Can anyone from the Bay Area comment on the frequency of these mass firings among small companies? I'd never heard of it until recently, but I've seen a couple now - at least this one seems to make sense, since there's a change in direction. I've seen others which were wholesale re-orgs seemingly for the hell of it.
michaelochurch|12 years ago
I would much rather a startup do an announced layoff than the more common thing, which is to write phony PIPs and make it look like performance-based firings. A layoff, even when it's the right thing, is an admission of a business problem and a signal that the company won't be hiring for a while. But evil startups use "silent layoffs" to save their image ("we've never had a layoff") at the expense of those let go.
I do wonder what kind of backstory there was if they were afraid of people trashing the office. Usually people are pretty civilized when they are laid off-- especially if there's a severance, which would be jeopardized by bad behavior (if you vandalize the office, you get zero because the "severance" is charges not being pressed). Being laid off sucks, but it's not worth retaliating.

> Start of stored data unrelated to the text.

// End-to-end workflow runs against the in-memory store

use chrono::Duration;
use serde_json::json;

use crate::jobs::{task_name, TaskOutcome, TaskScheduler};
use crate::tests::fixtures::{t0, two_step_workflow, TestEngine};
use crate::workflows::{EngineConfig, ExecutionMode, WorkflowRepository};

#[tokio::test]
async fn test_notify_then_disable_on_schedule() {
    let t = TestEngine::new().await;
    let wf = t.create_workflow(two_step_workflow("offboarding")).await;
    let alice = t.add_user("alice").await;
    t.created(&alice).await;

    let binding = t.binding(&alice, &wf).await.unwrap();
    assert_eq!(binding.position, 0);
    assert_eq!(binding.scheduled_at, t0() + Duration::days(5));

    t.advance(Duration::days(6));
    assert_eq!(t.fire(&wf).await, Some(TaskOutcome::Continue));

    let sent = t.notifier.sent();
    assert_eq!(sent.len(), 1);
    assert_eq!(sent[0].message, "Hello alice");
    assert_eq!(sent[0].recipient.as_deref(), Some("alice@example.com"));

    let binding = t.binding(&alice, &wf).await.unwrap();
    assert_eq!(binding.position, 1);
    assert_eq!(binding.scheduled_at, t0() + Duration::days(10));
    assert!(!binding.terminal);
    assert!(t.reload(&alice).await.unwrap().enabled);

    t.advance(Duration::days(4));
    t.fire(&wf).await;

    let binding = t.binding(&alice, &wf).await.unwrap();
    assert!(binding.terminal);
    assert_eq!(binding.position, 2);
    assert!(!t.reload(&alice).await.unwrap().enabled);
    assert_eq!(t.notifier.sent().len(), 1);
}

#[tokio::test]
async fn test_paused_workflow_resumes_from_stored_position() {
    let t = TestEngine::new().await;
    let wf = t.create_workflow(two_step_workflow("offboarding")).await;
    let alice = t.add_user("alice").await;
    t.created(&alice).await;

    t.advance(Duration::days(3));
    let paused = t.set_enabled(&wf, false).await;
    assert!(!t.scheduler.is_registered(&task_name(wf.id)).await);

    t.advance(Duration::days(17));
    let report = t.engine.run_now(t.realm.id, wf.id).await.unwrap();
    assert!(report.paused);
    assert!(t.notifier.sent().is_empty());

    let binding = t.binding(&alice, &wf).await.unwrap();
    assert_eq!(binding.position, 0);
    assert_eq!(binding.scheduled_at, t0() + Duration::days(5));

    t.set_enabled(&paused, true).await;
    assert!(t.scheduler.is_registered(&task_name(wf.id)).await);

    t.fire(&wf).await;
    assert_eq!(t.notifier.sent().len(), 1);
    assert_eq!(t.binding(&alice, &wf).await.unwrap().position, 1);

    // the second step was already due while paused
    t.fire(&wf).await;
    assert!(t.binding(&alice, &wf).await.unwrap().terminal);
}

#[tokio::test]
async fn test_restart_step_rewinds_binding() {
    let t = TestEngine::new().await;
    let wf = t
        .create_workflow(json!({
            "name": "recertify",
            "steps": [
                { "type": "notify", "after": "1d", "config": { "message": "please recertify" } },
                { "type": "restart", "after": "2d", "config": { "position": 0 } }
            ]
        }))
        .await;
    let alice = t.add_user("alice").await;
    t.created(&alice).await;

    t.advance(Duration::days(1));
    t.fire(&wf).await;
    let binding = t.binding(&alice, &wf).await.unwrap();
    assert_eq!(binding.position, 1);
    assert_eq!(binding.scheduled_at, t0() + Duration::days(3));

    t.advance(Duration::days(2));
    t.fire(&wf).await;
    let binding = t.binding(&alice, &wf).await.unwrap();
    assert_eq!(binding.position, 0);
    assert_eq!(binding.scheduled_at, t0() + Duration::days(4));
    assert!(!binding.terminal);
}

#[tokio::test]
async fn test_same_name_in_two_realms_is_isolated() {
    let t = TestEngine::new().await;
    let globex = t.store.add_realm("globex").await;

    let wf_acme = t.create_workflow(two_step_workflow("cleanup")).await;
    let wf_globex = t.create_workflow_in(globex.id, two_step_workflow("cleanup")).await;

    let alice = t.add_user("alice").await;
    let bob = t.add_user_in(globex.id, "bob", &[]).await;
    t.created(&alice).await;
    t.created(&bob).await;

    assert!(t.binding(&alice, &wf_acme).await.is_some());
    assert!(t.binding(&alice, &wf_globex).await.is_none());
    assert!(t.binding(&bob, &wf_globex).await.is_some());
    assert!(t.binding(&bob, &wf_acme).await.is_none());

    t.engine.delete_workflow(t.realm.id, wf_acme.id).await.unwrap();
    assert!(t.binding(&alice, &wf_acme).await.is_none());
    assert!(t.binding(&bob, &wf_globex).await.is_some());

    t.advance(Duration::days(5));
    t.fire(&wf_globex).await;
    let sent = t.notifier.sent();
    assert_eq!(sent.len(), 1);
    assert_eq!(sent[0].username, "bob");
    assert_eq!(sent[0].realm_id, globex.id);
}

#[tokio::test]
async fn test_failed_step_is_retried_without_advancing() {
    let t = TestEngine::new().await;
    let wf = t.create_workflow(two_step_workflow("offboarding")).await;
    let alice = t.add_user("alice").await;
    t.created(&alice).await;

    t.notifier.fail_next(1);
    t.advance(Duration::days(5));
    let report = t.engine.run_now(t.realm.id, wf.id).await.unwrap();
    assert_eq!(report.claimed, 1);
    assert_eq!(report.failed, 1);

    let binding = t.binding(&alice, &wf).await.unwrap();
    assert_eq!(binding.position, 0);
    let retry_at = t0() + Duration::days(5) + EngineConfig::default().retry_delay;
    assert_eq!(binding.scheduled_at, retry_at);

    t.advance(EngineConfig::default().retry_delay);
    let report = t.engine.run_now(t.realm.id, wf.id).await.unwrap();
    assert_eq!(report.failed, 0);
    assert_eq!(t.notifier.sent().len(), 1);
    assert_eq!(t.binding(&alice, &wf).await.unwrap().position, 1);
}

#[tokio::test]
async fn test_non_retryable_failure_halts_binding() {
    let t = TestEngine::new().await;
    let wf = t.create_workflow(two_step_workflow("offboarding")).await;
    let alice = t.add_user("alice").await;
    t.created(&alice).await;

    t.notifier.reject_next(1);
    t.advance(Duration::days(5));
    let report = t.engine.run_now(t.realm.id, wf.id).await.unwrap();
    assert_eq!(report.failed, 1);

    let binding = t.binding(&alice, &wf).await.unwrap();
    assert!(binding.terminal);
    assert_eq!(binding.position, 0);

    t.advance(Duration::days(30));
    let report = t.engine.run_now(t.realm.id, wf.id).await.unwrap();
    assert_eq!(report.claimed, 0);
    assert!(t.notifier.sent().is_empty());
    assert!(t.reload(&alice).await.unwrap().enabled);
}

#[tokio::test]
async fn test_tick_binds_in_batches_by_ascending_id() {
    let t = TestEngine::new().await;
    let mut users = Vec::new();
    for name in ["ann", "ben", "cid"] {
        users.push(t.add_user(name).await);
    }
    users.sort_by_key(|u| u.id);

    let mut definition = two_step_workflow("sweep");
    definition["batchSize"] = json!(2);
    let wf = t.create_workflow(definition).await;

    let report = t.engine.run_now(t.realm.id, wf.id).await.unwrap();
    assert_eq!(report.bound, 2);
    assert!(t.binding(&users[0], &wf).await.is_some());
    assert!(t.binding(&users[1], &wf).await.is_some());
    assert!(t.binding(&users[2], &wf).await.is_none());

    let report = t.engine.run_now(t.realm.id, wf.id).await.unwrap();
    assert_eq!(report.bound, 1);
    assert!(t.binding(&users[2], &wf).await.is_some());
}

#[tokio::test]
async fn test_resource_leaving_group_is_unbound_before_step() {
    let t = TestEngine::new().await;
    t.store.add_group(t.realm.id, "/contractors").await;

    let mut definition = two_step_workflow("contractors");
    definition["conditions"] = json!([{ "type": "is-member-of", "parameter": "/contractors" }]);
    let wf = t.create_workflow(definition).await;

    let carol = t.add_user_in(t.realm.id, "carol", &["/contractors"]).await;
    let dave = t.add_user("dave").await;
    t.created(&carol).await;
    t.created(&dave).await;
    assert!(t.binding(&carol, &wf).await.is_some());
    assert!(t.binding(&dave, &wf).await.is_none());

    t.store.update_user(t.realm.id, carol.id, |u| u.groups.clear()).await;
    t.advance(Duration::days(5));
    let report = t.engine.run_now(t.realm.id, wf.id).await.unwrap();

    assert_eq!(report.skipped, 1);
    assert!(t.binding(&carol, &wf).await.is_none());
    assert!(t.notifier.sent().is_empty());
}

#[tokio::test]
async fn test_delete_step_removes_resource_and_bindings() {
    let t = TestEngine::new().await;
    let wf = t
        .create_workflow(json!({
            "name": "purge",
            "steps": [{ "type": "delete-resource", "after": "1h" }]
        }))
        .await;
    let other = t.create_workflow(two_step_workflow("notify")).await;

    let alice = t.add_user("alice").await;
    t.created(&alice).await;
    assert!(t.binding(&alice, &other).await.is_some());

    t.advance(Duration::hours(1));
    t.fire(&wf).await;

    assert!(t.reload(&alice).await.is_none());
    assert!(t.binding(&alice, &wf).await.is_none());
    assert!(t.binding(&alice, &other).await.is_none());
}

#[tokio::test]
async fn test_immediate_first_step_runs_on_event() {
    let t = TestEngine::new().await;
    let wf = t
        .create_workflow(json!({
            "name": "welcome",
            "steps": [
                { "type": "set-attribute", "config": { "onboarding": "started" } },
                { "type": "notify", "after": "1d", "config": { "message": "welcome {{attributes.onboarding}}" } }
            ]
        }))
        .await;

    let alice = t.add_user("alice").await;
    t.created(&alice).await;

    let reloaded = t.reload(&alice).await.unwrap();
    assert_eq!(reloaded.first_attribute("onboarding"), Some("started"));

    let binding = t.binding(&alice, &wf).await.unwrap();
    assert_eq!(binding.position, 1);
    assert_eq!(binding.scheduled_at, t0() + Duration::days(1));

    t.advance(Duration::days(1));
    t.fire(&wf).await;
    assert_eq!(t.notifier.sent()[0].message, "welcome started");
}

#[tokio::test]
async fn test_async_mode_completes_in_background() {
    let t = TestEngine::with_config(ExecutionMode::Async, EngineConfig::default()).await;
    let wf = t.create_workflow(two_step_workflow("offboarding")).await;
    let alice = t.add_user("alice").await;
    t.created(&alice).await;

    t.advance(Duration::days(5));
    let report = t.engine.run_now(t.realm.id, wf.id).await.unwrap();
    assert_eq!(report.dispatched, 1);

    t.engine.drain().await;
    assert_eq!(t.notifier.sent().len(), 1);
    assert_eq!(t.binding(&alice, &wf).await.unwrap().position, 1);
}

#[tokio::test]
async fn test_task_cancels_when_workflow_or_realm_vanish() {
    let t = TestEngine::new().await;
    let wf = t.create_workflow(two_step_workflow("gone")).await;

    WorkflowRepository::delete(t.store.as_ref(), t.realm.id, wf.id).await.unwrap();
    assert_eq!(t.fire(&wf).await, Some(TaskOutcome::Cancel));
    assert!(!t.scheduler.is_registered(&task_name(wf.id)).await);

    let wf = t.create_workflow(two_step_workflow("orphaned")).await;
    t.store.remove_realm(t.realm.id).await;
    assert_eq!(t.fire(&wf).await, Some(TaskOutcome::Cancel));
    assert!(t.scheduler.registered().await.is_empty());
}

Constant re-orgs in small companies, for what it's worth, don't seem to be a new thing either.
danso|12 years ago
Get a pack of such people with "little to lose" and otherwise reasonable people may be unreasonable in these circumstances.
follower|12 years ago
It doesn't say nice things about the company if they thought laying off a whole office via a conference call was a good idea to start with.
hack_edu|12 years ago
Thank goodness I declined that offer!